**Work to be completed:** From the listing below, copy each line where "match" occurs.

**Source material:**
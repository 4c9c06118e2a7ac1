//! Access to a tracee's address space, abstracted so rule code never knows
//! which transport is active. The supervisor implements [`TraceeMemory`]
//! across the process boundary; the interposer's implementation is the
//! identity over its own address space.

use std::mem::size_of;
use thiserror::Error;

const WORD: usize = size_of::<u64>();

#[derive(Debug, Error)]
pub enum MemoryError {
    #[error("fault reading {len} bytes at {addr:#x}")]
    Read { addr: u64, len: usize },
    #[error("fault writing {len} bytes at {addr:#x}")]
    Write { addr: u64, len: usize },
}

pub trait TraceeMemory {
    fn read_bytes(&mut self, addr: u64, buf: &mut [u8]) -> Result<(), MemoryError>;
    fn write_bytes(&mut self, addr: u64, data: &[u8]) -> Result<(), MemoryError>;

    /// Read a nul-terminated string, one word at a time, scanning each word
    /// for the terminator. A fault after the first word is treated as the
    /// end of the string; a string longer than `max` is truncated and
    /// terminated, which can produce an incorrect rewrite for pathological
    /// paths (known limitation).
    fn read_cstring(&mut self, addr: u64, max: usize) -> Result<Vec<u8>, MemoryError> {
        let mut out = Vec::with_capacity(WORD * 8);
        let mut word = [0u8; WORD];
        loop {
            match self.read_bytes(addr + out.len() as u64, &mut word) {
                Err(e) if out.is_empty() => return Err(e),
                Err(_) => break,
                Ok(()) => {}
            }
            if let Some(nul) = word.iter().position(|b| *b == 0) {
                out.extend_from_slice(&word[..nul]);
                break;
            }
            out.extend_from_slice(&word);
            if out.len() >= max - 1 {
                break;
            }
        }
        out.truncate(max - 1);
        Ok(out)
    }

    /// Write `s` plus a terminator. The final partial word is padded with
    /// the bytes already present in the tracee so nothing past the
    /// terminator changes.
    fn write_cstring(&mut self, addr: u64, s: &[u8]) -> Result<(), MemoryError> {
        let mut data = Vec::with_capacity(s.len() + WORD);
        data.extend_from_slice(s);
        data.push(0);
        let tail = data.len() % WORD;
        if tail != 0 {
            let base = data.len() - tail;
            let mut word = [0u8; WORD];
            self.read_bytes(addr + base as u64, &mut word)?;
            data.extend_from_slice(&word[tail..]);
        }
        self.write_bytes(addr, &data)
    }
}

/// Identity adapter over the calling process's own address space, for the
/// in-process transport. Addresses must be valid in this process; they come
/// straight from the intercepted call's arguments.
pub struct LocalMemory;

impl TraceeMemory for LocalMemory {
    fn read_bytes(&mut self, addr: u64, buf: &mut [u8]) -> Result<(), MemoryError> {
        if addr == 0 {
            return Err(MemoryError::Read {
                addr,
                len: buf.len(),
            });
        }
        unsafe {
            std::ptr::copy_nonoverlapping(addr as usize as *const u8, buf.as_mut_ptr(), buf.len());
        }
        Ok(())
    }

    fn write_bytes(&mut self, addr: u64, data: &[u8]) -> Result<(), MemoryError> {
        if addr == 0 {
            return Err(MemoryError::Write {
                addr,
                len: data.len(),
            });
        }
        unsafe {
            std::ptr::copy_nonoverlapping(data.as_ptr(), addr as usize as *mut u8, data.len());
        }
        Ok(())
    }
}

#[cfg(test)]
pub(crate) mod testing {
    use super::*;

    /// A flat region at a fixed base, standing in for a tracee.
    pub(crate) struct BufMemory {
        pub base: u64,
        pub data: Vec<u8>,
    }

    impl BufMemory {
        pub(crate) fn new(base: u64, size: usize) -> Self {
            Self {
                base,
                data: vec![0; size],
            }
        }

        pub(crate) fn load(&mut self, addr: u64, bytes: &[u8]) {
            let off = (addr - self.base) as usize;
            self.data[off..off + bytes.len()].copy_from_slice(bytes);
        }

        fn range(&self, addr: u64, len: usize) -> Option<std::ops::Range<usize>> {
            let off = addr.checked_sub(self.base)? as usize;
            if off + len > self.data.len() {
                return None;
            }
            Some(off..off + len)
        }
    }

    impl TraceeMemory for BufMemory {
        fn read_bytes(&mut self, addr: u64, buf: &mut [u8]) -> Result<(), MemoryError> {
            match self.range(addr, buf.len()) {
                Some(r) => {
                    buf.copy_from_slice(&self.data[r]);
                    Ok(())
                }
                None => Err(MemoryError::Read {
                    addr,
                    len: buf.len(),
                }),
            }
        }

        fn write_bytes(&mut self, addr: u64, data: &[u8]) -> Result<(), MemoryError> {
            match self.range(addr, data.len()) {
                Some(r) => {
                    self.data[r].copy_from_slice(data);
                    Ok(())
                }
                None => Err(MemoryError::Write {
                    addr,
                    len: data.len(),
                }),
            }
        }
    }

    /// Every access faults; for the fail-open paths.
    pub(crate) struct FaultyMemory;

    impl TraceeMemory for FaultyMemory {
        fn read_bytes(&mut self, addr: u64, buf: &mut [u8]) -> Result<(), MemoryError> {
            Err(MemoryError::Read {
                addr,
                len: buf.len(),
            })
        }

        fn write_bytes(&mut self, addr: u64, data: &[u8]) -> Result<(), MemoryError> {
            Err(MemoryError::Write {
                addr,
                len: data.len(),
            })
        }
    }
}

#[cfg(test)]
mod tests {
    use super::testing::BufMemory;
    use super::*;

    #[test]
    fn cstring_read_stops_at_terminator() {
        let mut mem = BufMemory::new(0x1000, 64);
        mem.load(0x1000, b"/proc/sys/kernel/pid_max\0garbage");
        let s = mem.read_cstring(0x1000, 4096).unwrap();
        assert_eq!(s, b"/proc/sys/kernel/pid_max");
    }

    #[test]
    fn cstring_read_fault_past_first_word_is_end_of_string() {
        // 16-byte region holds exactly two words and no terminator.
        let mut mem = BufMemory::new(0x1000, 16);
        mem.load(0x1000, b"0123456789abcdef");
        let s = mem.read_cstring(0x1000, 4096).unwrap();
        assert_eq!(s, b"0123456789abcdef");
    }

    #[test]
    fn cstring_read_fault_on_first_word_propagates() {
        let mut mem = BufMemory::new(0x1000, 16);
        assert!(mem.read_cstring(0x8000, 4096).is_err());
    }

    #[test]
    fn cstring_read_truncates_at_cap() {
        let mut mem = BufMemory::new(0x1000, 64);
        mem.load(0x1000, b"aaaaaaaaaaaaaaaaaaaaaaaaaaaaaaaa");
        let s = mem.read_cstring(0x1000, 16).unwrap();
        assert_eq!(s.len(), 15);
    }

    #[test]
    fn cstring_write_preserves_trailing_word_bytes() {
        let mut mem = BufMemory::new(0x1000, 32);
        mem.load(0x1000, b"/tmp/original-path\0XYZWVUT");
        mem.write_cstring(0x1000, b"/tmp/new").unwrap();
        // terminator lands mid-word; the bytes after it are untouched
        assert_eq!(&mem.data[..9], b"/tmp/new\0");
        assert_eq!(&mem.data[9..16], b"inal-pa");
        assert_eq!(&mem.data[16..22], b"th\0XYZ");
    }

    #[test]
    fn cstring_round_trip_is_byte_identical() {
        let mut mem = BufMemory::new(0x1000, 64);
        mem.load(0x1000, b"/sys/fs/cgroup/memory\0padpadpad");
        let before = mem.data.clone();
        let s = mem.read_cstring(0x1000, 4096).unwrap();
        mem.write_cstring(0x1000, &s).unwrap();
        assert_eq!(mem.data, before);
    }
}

**Output for this task:**
            match self.read_bytes(addr + out.len() as u64, &mut word) {
            match self.range(addr, buf.len()) {
            match self.range(addr, data.len()) {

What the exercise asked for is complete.